It’s been a hard week along the funeral lines. One of my foreman lost his wife at the age of 29; he buried her yesterday. He now faces the daunting task of raising his two young children, ages 5 and 2 without his wife at his side. Please keep them in your prayers.
We also lost one of the most beautiful women who walked the face of this earth – Rosario Gasquet. My family first met her at Gateway Academy where she taught Spanish. Her love and dedication to her family, her network of friends (oh my gosh she had a network) and her love of the faith where a true example of discipleship. Her funeral is on Saturday. Her death is especially hard because her husband is recovering from a recent stroke; the two of them were inseparable and loved each other deeply. Please keep them both in your prayers.
I guess that’s why the readings for the Memorial of St. Maximilian Kolbe ring so true to me today – they are some of the “more chosen” readings for a funeral Mass. Wisdom 3:1-9; Psalm 116 and our Gospel, John 15:12-16…
Jesus said to his disciples:
“This is my commandment: love one another as I love you.
No one has greater love than this,
to lay down one’s life for one’s friends.
You are my friends if you do what I command you.
I no longer call you slaves,
because a slave does not know what his master is doing.
I have called you friends,
because I have told you everything I have heard from my Father.
It was not you who chose me, but I who chose you
and appointed you to go and bear fruit that will remain,
so that whatever you ask the Father in my name he may give you.”
No one has greater love than this,
to lay down one’s life for one’s friends.
If you don’t know who St. Maximilian Kolbe is, I have posted Bishop Barron’s words on this great saint. I thought St. Kolbe was canonized back in the 90’s but I when I looked up the date, I realized I was just a bit off. He was canonized on October 10, 1982 by none other than St.
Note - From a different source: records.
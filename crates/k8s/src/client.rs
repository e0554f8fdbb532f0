//! Kubernetes API access for testability.
//!
//! The [`KubeClient`] trait abstracts the handful of reads the harness needs,
//! allowing production code to use [`KubectlClient`] (which shells out to
//! `kubectl ... -o json`) while tests use `MockKubeClient`.
//!
//! # Architecture
//!
//! ```text
//! ┌────────────────────┐
//! │ readiness / tunnel │
//! └─────────┬──────────┘
//!           │
//!           ▼
//!    ┌────────────┐
//!    │ KubeClient │ (trait)
//!    └────────────┘
//!       │      │
//!       ▼      ▼
//!  ┌───────┐ ┌──────┐
//!  │kubectl│ │ Mock │
//!  └───┬───┘ └──────┘
//!      │
//!      ▼
//!  API server
//! ```
//!
//! Resources are decoded into `k8s-openapi` types so the readiness predicates
//! read the same fields the API server returns.

use std::future::Future;

use k8s_openapi::api::core::v1::{Endpoints, Pod, Service};
use serde::Deserialize;
use serde::de::DeserializeOwned;

use chartcheck_core::shell;

use crate::error::K8sError;
use crate::options::KubectlOptions;

/// Read access to cluster resources in one namespace.
///
/// The namespace comes from [`KubeClient::options`]. Implementations are
/// `Send + Sync + 'static` so they can be shared across tasks.
pub trait KubeClient: Send + Sync + 'static {
    /// Options every call runs with.
    fn options(&self) -> &KubectlOptions;

    /// Runs `kubectl <args>` and returns stdout.
    ///
    /// With `log_output == false` the output never reaches the logs, which is
    /// required when reading secrets.
    fn run_kubectl_output(
        &self,
        args: Vec<String>,
        log_output: bool,
    ) -> impl Future<Output = Result<String, K8sError>> + Send;

    /// Fetches a Service by name.
    fn get_service(&self, name: &str) -> impl Future<Output = Result<Service, K8sError>> + Send;

    /// Fetches the Endpoints object backing a Service.
    fn get_endpoints(
        &self,
        name: &str,
    ) -> impl Future<Output = Result<Endpoints, K8sError>> + Send;

    /// Lists pods matching a label selector (`k=v,k2=v2`).
    fn list_pods(
        &self,
        label_selector: &str,
    ) -> impl Future<Output = Result<Vec<Pod>, K8sError>> + Send;

    /// Fetches a Pod by name.
    fn get_pod(&self, name: &str) -> impl Future<Output = Result<Pod, K8sError>> + Send;
}

/// `kubectl get` list output. kubectl reports `kind: List` rather than the
/// typed list kind, so only `items` is read.
#[derive(Debug, Deserialize)]
struct ItemList<T> {
    #[serde(default = "Vec::new")]
    items: Vec<T>,
}

fn decode<T: DeserializeOwned>(resource: &str, json: &str) -> Result<T, K8sError> {
    serde_json::from_str(json).map_err(|e| K8sError::Decode {
        resource: resource.to_owned(),
        reason: e.to_string(),
    })
}

/// Production client backed by the `kubectl` binary.
#[derive(Debug, Clone)]
pub struct KubectlClient {
    options: KubectlOptions,
}

impl KubectlClient {
    pub fn new(options: KubectlOptions) -> Self {
        Self { options }
    }

    async fn get_json<T: DeserializeOwned>(&self, kind: &str, name: &str) -> Result<T, K8sError> {
        let args = vec![
            "get".to_owned(),
            kind.to_owned(),
            name.to_owned(),
            "-o".to_owned(),
            "json".to_owned(),
        ];
        let output = self.run_kubectl_output(args, false).await?;
        decode(&format!("{kind}/{name}"), &output)
    }
}

impl KubeClient for KubectlClient {
    fn options(&self) -> &KubectlOptions {
        &self.options
    }

    async fn run_kubectl_output(
        &self,
        args: Vec<String>,
        log_output: bool,
    ) -> Result<String, K8sError> {
        let mut cmd = self.options.command(args);
        cmd.log_output = log_output;
        Ok(shell::run_command_and_get_stdout(&cmd).await?)
    }

    async fn get_service(&self, name: &str) -> Result<Service, K8sError> {
        self.get_json("service", name).await
    }

    async fn get_endpoints(&self, name: &str) -> Result<Endpoints, K8sError> {
        self.get_json("endpoints", name).await
    }

    async fn list_pods(&self, label_selector: &str) -> Result<Vec<Pod>, K8sError> {
        let args = vec![
            "get".to_owned(),
            "pods".to_owned(),
            "--selector".to_owned(),
            label_selector.to_owned(),
            "-o".to_owned(),
            "json".to_owned(),
        ];
        let output = self.run_kubectl_output(args, false).await?;
        let list: ItemList<Pod> = decode(&format!("pods ({label_selector})"), &output)?;
        Ok(list.items)
    }

    async fn get_pod(&self, name: &str) -> Result<Pod, K8sError> {
        self.get_json("pod", name).await
    }
}

/// In-memory Kubernetes client for tests
///
/// Serves canned resources so readiness and tunnel logic run without a cluster.
#[cfg(test)]
#[derive(Default)]
pub struct MockKubeClient {
    /// Namespace and context flags
    pub options: KubectlOptions,
    /// Returned by `get_service`
    pub services: Vec<Service>,
    /// Returned by `get_endpoints`
    pub endpoints: Vec<Endpoints>,
    /// Returned by `list_pods` and `get_pod`
    pub pods: Vec<Pod>,
    /// Returned by `run_kubectl_output`
    pub kubectl_output: String,
    /// Pods only report Ready once `get_pod` has been called this many times
    pub pod_ready_after: u32,
    /// Arguments passed to `run_kubectl_output`
    pub calls: std::sync::Mutex<Vec<Vec<String>>>,
    pod_polls: std::sync::atomic::AtomicU32,
}

#[cfg(test)]
impl MockKubeClient {
    /// Empty client with default options.
    pub fn new() -> Self {
        Self::default()
    }

    pub fn with_options(mut self, options: KubectlOptions) -> Self {
        self.options = options;
        self
    }

    pub fn with_service(mut self, service: Service) -> Self {
        self.services.push(service);
        self
    }

    pub fn with_endpoints(mut self, endpoints: Endpoints) -> Self {
        self.endpoints.push(endpoints);
        self
    }

    pub fn with_pod(mut self, pod: Pod) -> Self {
        self.pods.push(pod);
        self
    }

    pub fn with_kubectl_output(mut self, output: impl Into<String>) -> Self {
        self.kubectl_output = output.into();
        self
    }

    /// Report pods as Ready starting with the n-th `get_pod` call.
    pub fn with_pod_ready_after(mut self, polls: u32) -> Self {
        self.pod_ready_after = polls;
        self
    }

    /// Recorded `run_kubectl_output` calls
    pub fn recorded_calls(&self) -> Vec<Vec<String>> {
        self.calls.lock().map(|c| c.clone()).unwrap_or_default()
    }

    fn not_found(kind: &str, name: &str) -> K8sError {
        K8sError::Command(chartcheck_core::CommandError::Failed {
            command: format!("kubectl get {kind} {name}"),
            status: "exit status: 1".to_owned(),
            output: format!("Error from server (NotFound): {kind} \"{name}\" not found"),
        })
    }
}

#[cfg(test)]
fn selector_matches(pod: &Pod, label_selector: &str) -> bool {
    let labels = pod.metadata.labels.clone().unwrap_or_default();
    label_selector
        .split(',')
        .filter(|pair| !pair.is_empty())
        .all(|pair| match pair.split_once('=') {
            Some((k, v)) => labels.get(k).map(String::as_str) == Some(v),
            None => false,
        })
}

#[cfg(test)]
impl KubeClient for MockKubeClient {
    fn options(&self) -> &KubectlOptions {
        &self.options
    }

    async fn run_kubectl_output(
        &self,
        args: Vec<String>,
        _log_output: bool,
    ) -> Result<String, K8sError> {
        if let Ok(mut calls) = self.calls.lock() {
            calls.push(args);
        }
        Ok(self.kubectl_output.clone())
    }

    async fn get_service(&self, name: &str) -> Result<Service, K8sError> {
        self.services
            .iter()
            .find(|s| s.metadata.name.as_deref() == Some(name))
            .cloned()
            .ok_or_else(|| Self::not_found("service", name))
    }

    async fn get_endpoints(&self, name: &str) -> Result<Endpoints, K8sError> {
        self.endpoints
            .iter()
            .find(|e| e.metadata.name.as_deref() == Some(name))
            .cloned()
            .ok_or_else(|| Self::not_found("endpoints", name))
    }

    async fn list_pods(&self, label_selector: &str) -> Result<Vec<Pod>, K8sError> {
        Ok(self
            .pods
            .iter()
            .filter(|p| selector_matches(p, label_selector))
            .cloned()
            .collect())
    }

    async fn get_pod(&self, name: &str) -> Result<Pod, K8sError> {
        use std::sync::atomic::Ordering;

        let polls = self.pod_polls.fetch_add(1, Ordering::SeqCst) + 1;
        let mut pod = self
            .pods
            .iter()
            .find(|p| p.metadata.name.as_deref() == Some(name))
            .cloned()
            .ok_or_else(|| Self::not_found("pod", name))?;
        if polls < self.pod_ready_after {
            if let Some(status) = pod.status.as_mut() {
                status.phase = Some("Pending".to_owned());
            }
        }
        Ok(pod)
    }
}

#[cfg(test)]
pub(crate) mod fixtures {
    //! Resource builders for tests

    use std::collections::BTreeMap;

    use k8s_openapi::api::core::v1::{
        ContainerStatus, EndpointAddress, EndpointSubset, Endpoints, Pod, PodStatus, Service,
        ServiceSpec,
    };
    use k8s_openapi::apimachinery::pkg::apis::meta::v1::ObjectMeta;

    pub fn labels(pairs: &[(&str, &str)]) -> BTreeMap<String, String> {
        pairs
            .iter()
            .map(|(k, v)| ((*k).to_owned(), (*v).to_owned()))
            .collect()
    }

    pub fn service(name: &str, type_: &str, selector: &[(&str, &str)]) -> Service {
        Service {
            metadata: ObjectMeta {
                name: Some(name.to_owned()),
                ..ObjectMeta::default()
            },
            spec: Some(ServiceSpec {
                type_: Some(type_.to_owned()),
                selector: if selector.is_empty() {
                    None
                } else {
                    Some(labels(selector))
                },
                ..ServiceSpec::default()
            }),
            ..Service::default()
        }
    }

    pub fn endpoints(name: &str, ready_ips: &[&str]) -> Endpoints {
        Endpoints {
            metadata: ObjectMeta {
                name: Some(name.to_owned()),
                ..ObjectMeta::default()
            },
            subsets: Some(vec![EndpointSubset {
                addresses: Some(
                    ready_ips
                        .iter()
                        .map(|ip| EndpointAddress {
                            ip: (*ip).to_owned(),
                            ..EndpointAddress::default()
                        })
                        .collect(),
                ),
                ..EndpointSubset::default()
            }]),
        }
    }

    pub fn pod(name: &str, pod_labels: &[(&str, &str)], phase: &str, ready: bool) -> Pod {
        Pod {
            metadata: ObjectMeta {
                name: Some(name.to_owned()),
                labels: Some(labels(pod_labels)),
                ..ObjectMeta::default()
            },
            status: Some(PodStatus {
                phase: Some(phase.to_owned()),
                container_statuses: Some(vec![ContainerStatus {
                    name: "main".to_owned(),
                    ready,
                    ..ContainerStatus::default()
                }]),
                ..PodStatus::default()
            }),
            ..Pod::default()
        }
    }
}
John Paul II. I pray that I have the courage to stand up for my fellow man just as St. Kolbe did for his…
From Fr. Barron’s Daily Reflection: Friends, today we celebrate the feast of Maximilian Kolbe, the great saint of Auschwitz. A prisoner from Fr. Kolbe’s barracks escaped, and in retaliation, the Nazi guards picked out ten other prisoners at random for execution. When one of those chosen broke down in tears, protesting that he was the father of a family, Kolbe stepped forward and said, “I am a Catholic priest; take me and spare this man.”
Priests are called “father” because they are life-givers in the spiritual order. Spiritual fathers protect their children; they teach them; they are there for them; and at the limit, they even give their lives for them. And that’s what we see in today’s great saint.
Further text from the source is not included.